**Your task**.
What you return should be the lines from the first line of the records below through the line holding "prop_assert_eq!(item_name.trim(), item_name.as_str());", unchanged.
[Opening Extracted entries section]
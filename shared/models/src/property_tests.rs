//! Property-based tests for the compliance domain models.

use proptest::prelude::*;

use crate::{ControlledLineItem, FormStatus};

fn arb_status() -> impl Strategy<Value = FormStatus> {
    prop_oneof![
        Just(FormStatus::Draft),
        Just(FormStatus::Pending),
        Just(FormStatus::Submitted),
        Just(FormStatus::Completed),
    ]
}

proptest! {
    #![proptest_config(ProptestConfig::with_cases(100))]

    /// Any allowed transition moves strictly forward by exactly one state.
    #[test]
    fn prop_status_transitions_are_forward_only(from in arb_status(), to in arb_status()) {
        if from.can_transition_to(to) {
            prop_assert!(to > from);
            prop_assert_eq!(from.next(), Some(to));
        }
        if to <= from {
            prop_assert!(!from.can_transition_to(to));
        }
    }

    #[test]
    fn prop_status_parses_its_own_display(status in arb_status()) {
        prop_assert_eq!(status.to_string().parse::<FormStatus>(), Ok(status));
    }

    /// Item names never carry leading, trailing or doubled spaces.
    #[test]
    fn prop_item_name_has_no_stray_whitespace(
        name in "[ A-Za-z]{0,20}",
        strength in "[ 0-9a-z]{0,8}",
        dosage_form in "[ A-Za-z]{0,10}",
    ) {
        let item = ControlledLineItem {
            product_name: name,
            strength,
            dosage_form,
            quantity: 1,
            ..Default::default()
        };
        let item_name = item.item_name();
        prop_assert_eq!(item_name.trim(), item_name.as_str());
        prop_assert!(!item_name.contains("  "));
    }
}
[Closing Extracted entries section]
**Result of this task**.
filename shared/models/src/property_tests.rs
//! Property-based tests for the compliance domain models.

use proptest::prelude::*;

use crate::{ControlledLineItem, FormStatus};

fn arb_status() -> impl Strategy<Value = FormStatus> {
    prop_oneof![
        Just(FormStatus::Draft),
        Just(FormStatus::Pending),
        Just(FormStatus::Submitted),
        Just(FormStatus::Completed),
    ]
}

proptest! {
    #![proptest_config(ProptestConfig::with_cases(100))]

    /// Any allowed transition moves strictly forward by exactly one state.
    #[test]
    fn prop_status_transitions_are_forward_only(from in arb_status(), to in arb_status()) {
        if from.can_transition_to(to) {
            prop_assert!(to > from);
            prop_assert_eq!(from.next(), Some(to));
        }
        if to <= from {
            prop_assert!(!from.can_transition_to(to));
        }
    }

    #[test]
    fn prop_status_parses_its_own_display(status in arb_status()) {
        prop_assert_eq!(status.to_string().parse::<FormStatus>(), Ok(status));
    }

    /// Item names never carry leading, trailing or doubled spaces.
    #[test]
    fn prop_item_name_has_no_stray_whitespace(
        name in "[ A-Za-z]{0,20}",
        strength in "[ 0-9a-z]{0,8}",
        dosage_form in "[ A-Za-z]{0,10}",
    ) {
        let item = ControlledLineItem {
            product_name: name,
            strength,
            dosage_form,
            quantity: 1,
            ..Default::default()
        };
        let item_name = item.item_name();
        prop_assert_eq!(item_name.trim(), item_name.as_str());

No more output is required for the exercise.